Collected data:

=== Section Start ===

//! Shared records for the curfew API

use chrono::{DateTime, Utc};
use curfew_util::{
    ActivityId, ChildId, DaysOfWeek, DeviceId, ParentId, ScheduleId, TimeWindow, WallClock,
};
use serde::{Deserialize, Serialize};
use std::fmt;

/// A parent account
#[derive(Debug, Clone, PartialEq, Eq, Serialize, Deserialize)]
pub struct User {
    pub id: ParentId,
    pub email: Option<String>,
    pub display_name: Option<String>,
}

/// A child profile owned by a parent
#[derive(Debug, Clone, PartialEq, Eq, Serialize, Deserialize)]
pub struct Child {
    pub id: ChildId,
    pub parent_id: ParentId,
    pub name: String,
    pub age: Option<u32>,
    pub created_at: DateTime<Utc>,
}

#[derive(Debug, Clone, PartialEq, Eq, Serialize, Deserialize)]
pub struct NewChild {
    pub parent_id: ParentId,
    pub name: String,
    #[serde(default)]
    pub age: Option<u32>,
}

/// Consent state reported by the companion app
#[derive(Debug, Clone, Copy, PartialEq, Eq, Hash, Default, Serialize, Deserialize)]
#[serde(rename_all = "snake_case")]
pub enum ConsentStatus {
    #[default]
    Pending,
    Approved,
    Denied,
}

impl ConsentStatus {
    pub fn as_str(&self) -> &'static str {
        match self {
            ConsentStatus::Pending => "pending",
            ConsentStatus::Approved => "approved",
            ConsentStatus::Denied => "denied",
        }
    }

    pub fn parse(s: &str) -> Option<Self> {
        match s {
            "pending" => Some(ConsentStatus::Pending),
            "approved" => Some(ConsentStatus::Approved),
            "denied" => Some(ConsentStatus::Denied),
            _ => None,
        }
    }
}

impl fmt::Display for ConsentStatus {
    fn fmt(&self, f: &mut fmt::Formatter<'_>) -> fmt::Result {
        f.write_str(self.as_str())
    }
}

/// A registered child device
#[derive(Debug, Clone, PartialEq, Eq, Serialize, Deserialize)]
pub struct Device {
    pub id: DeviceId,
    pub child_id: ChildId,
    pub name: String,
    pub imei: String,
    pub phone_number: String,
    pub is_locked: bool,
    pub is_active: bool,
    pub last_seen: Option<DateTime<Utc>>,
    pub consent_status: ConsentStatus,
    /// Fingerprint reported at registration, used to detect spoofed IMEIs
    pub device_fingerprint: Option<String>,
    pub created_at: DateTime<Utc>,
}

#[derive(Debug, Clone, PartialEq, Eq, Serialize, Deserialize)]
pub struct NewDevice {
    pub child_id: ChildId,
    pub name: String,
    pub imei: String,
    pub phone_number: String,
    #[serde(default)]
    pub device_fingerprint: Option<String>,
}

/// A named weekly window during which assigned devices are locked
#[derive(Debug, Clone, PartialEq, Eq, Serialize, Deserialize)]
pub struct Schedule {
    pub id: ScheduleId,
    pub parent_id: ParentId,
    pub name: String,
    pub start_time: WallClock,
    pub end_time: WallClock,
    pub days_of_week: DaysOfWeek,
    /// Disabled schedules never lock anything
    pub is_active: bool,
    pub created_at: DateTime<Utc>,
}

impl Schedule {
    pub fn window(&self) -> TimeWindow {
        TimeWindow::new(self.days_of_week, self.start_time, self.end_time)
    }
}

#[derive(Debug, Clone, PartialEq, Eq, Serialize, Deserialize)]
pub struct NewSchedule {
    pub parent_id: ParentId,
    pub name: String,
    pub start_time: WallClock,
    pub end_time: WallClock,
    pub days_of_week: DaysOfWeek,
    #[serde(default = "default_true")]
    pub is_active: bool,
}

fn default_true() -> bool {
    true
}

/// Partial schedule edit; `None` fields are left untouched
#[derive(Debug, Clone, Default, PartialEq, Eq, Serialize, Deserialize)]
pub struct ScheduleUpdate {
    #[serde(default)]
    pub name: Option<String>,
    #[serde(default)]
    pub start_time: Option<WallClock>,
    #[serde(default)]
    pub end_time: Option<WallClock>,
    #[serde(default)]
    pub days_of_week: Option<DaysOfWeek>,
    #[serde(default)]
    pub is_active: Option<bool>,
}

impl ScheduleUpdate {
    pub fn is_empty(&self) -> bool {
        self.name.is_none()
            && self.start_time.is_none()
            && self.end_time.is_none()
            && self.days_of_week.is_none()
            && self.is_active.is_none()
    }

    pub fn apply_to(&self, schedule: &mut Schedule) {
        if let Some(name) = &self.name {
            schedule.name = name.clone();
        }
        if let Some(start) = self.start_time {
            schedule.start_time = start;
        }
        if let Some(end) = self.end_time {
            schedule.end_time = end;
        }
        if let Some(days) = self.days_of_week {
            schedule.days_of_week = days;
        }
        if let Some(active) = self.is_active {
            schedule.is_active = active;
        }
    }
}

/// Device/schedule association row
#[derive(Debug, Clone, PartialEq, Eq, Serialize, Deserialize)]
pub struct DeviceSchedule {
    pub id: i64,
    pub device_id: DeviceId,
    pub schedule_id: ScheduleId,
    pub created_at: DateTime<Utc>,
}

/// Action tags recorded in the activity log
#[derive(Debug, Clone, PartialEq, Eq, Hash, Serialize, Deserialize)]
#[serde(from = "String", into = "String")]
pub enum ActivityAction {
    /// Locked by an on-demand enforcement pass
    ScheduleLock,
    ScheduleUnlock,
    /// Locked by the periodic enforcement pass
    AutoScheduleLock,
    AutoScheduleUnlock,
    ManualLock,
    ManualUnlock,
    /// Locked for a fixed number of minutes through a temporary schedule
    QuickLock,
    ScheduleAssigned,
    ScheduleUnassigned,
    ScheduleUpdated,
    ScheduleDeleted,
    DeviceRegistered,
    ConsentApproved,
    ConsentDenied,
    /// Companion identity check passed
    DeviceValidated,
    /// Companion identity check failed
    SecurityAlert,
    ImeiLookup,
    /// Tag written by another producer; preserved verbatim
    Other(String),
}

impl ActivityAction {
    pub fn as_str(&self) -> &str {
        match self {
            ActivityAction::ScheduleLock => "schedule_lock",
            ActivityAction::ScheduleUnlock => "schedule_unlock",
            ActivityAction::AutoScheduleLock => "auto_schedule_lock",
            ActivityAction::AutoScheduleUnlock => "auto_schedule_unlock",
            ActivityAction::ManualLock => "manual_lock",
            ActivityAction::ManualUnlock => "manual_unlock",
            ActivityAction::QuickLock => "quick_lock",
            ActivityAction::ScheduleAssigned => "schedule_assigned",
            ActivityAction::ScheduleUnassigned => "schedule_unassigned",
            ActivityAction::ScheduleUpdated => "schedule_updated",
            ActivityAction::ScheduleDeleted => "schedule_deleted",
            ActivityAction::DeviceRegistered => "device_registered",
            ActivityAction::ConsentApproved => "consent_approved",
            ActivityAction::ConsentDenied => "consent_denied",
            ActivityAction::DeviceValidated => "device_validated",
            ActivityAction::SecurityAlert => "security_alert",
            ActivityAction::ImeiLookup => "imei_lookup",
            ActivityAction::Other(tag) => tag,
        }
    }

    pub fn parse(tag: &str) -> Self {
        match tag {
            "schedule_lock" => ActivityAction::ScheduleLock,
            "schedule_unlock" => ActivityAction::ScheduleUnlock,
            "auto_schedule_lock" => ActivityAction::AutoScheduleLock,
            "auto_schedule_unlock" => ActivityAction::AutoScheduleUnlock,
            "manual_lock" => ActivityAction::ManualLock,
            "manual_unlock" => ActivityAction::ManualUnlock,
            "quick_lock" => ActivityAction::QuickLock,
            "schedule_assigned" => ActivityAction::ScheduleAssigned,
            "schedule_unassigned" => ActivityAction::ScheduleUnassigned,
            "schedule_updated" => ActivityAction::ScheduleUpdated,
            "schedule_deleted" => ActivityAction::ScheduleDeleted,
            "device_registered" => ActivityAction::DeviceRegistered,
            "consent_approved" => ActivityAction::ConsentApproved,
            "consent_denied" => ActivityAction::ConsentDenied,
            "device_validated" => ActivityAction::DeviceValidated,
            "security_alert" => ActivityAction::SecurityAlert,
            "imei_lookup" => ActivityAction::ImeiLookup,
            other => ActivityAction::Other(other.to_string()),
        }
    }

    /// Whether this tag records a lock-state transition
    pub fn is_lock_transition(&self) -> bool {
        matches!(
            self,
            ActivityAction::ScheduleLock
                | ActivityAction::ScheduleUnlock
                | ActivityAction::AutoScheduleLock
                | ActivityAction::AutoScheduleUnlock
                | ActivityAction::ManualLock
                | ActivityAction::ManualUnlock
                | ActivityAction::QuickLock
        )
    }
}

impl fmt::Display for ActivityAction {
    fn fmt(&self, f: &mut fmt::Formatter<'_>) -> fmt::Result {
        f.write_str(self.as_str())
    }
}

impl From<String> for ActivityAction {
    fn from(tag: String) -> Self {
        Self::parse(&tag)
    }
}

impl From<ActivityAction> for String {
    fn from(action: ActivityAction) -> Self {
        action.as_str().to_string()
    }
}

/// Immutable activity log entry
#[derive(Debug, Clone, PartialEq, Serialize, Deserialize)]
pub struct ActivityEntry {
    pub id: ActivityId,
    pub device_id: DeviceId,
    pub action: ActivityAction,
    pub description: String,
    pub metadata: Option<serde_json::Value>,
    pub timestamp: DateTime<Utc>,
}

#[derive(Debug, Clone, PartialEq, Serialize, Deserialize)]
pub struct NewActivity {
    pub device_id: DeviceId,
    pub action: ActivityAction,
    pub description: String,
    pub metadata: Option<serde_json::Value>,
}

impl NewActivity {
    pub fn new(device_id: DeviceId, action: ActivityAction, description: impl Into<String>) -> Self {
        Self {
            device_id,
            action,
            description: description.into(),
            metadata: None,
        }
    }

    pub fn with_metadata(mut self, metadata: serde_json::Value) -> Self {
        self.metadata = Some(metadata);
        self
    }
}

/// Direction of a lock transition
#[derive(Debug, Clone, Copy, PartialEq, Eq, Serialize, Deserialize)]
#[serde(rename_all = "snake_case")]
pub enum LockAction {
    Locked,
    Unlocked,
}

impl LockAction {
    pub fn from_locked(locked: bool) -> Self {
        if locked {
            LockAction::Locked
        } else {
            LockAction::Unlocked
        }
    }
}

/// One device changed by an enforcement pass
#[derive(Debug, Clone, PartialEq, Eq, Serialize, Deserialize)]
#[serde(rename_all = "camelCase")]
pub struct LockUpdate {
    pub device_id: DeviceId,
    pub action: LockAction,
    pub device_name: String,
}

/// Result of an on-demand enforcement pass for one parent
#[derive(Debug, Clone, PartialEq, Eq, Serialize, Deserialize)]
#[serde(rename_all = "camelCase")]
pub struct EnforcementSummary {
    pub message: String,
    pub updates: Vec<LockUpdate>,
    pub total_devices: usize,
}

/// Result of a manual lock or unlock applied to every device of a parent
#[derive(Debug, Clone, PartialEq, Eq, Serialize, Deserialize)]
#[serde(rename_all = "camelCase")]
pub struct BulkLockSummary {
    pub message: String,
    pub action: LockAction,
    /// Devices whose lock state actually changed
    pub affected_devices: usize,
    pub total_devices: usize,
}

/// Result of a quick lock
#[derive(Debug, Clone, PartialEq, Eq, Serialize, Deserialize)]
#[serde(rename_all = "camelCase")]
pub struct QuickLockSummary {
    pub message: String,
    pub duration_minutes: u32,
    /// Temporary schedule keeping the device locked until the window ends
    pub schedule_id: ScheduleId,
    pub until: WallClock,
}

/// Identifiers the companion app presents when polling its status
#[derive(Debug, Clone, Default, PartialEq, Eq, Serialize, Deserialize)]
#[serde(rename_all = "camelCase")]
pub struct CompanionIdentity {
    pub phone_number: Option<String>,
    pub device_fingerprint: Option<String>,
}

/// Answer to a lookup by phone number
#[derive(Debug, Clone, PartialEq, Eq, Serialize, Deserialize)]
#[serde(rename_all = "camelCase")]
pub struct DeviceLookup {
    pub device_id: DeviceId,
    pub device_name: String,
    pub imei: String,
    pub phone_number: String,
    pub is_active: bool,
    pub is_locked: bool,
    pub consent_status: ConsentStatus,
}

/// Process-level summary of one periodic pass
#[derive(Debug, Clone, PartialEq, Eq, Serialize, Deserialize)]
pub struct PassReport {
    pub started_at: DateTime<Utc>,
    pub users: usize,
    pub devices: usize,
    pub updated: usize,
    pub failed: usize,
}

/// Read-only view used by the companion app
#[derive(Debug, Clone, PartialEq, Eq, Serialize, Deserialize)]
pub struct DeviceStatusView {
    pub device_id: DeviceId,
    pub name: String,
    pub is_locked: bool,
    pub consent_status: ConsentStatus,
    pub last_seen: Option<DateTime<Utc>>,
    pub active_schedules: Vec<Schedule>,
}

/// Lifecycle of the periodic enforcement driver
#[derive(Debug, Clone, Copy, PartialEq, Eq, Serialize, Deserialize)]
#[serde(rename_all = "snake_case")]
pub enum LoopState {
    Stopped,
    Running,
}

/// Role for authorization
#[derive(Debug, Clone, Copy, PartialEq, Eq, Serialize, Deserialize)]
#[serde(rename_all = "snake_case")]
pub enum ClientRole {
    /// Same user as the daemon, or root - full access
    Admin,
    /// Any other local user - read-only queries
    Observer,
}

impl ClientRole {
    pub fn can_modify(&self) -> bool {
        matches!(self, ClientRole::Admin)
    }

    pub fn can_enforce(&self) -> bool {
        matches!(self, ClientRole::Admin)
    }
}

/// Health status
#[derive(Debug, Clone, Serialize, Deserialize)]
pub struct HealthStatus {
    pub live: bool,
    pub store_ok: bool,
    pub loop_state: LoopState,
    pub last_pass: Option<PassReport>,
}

=== Section End ===

** HOW TO COMPLETE THIS TASK **
Find the word "Some" in the entries. Copy each line that holds it.

** ANSWER SECTION **
            "pending" => Some(ConsentStatus::Pending),
            "approved" => Some(ConsentStatus::Approved),
            "denied" => Some(ConsentStatus::Denied),
        if let Some(name) = &self.name {
        if let Some(start) = self.start_time {
        if let Some(end) = self.end_time {
        if let Some(days) = self.days_of_week {
        if let Some(active) = self.is_active {
        self.metadata = Some(metadata);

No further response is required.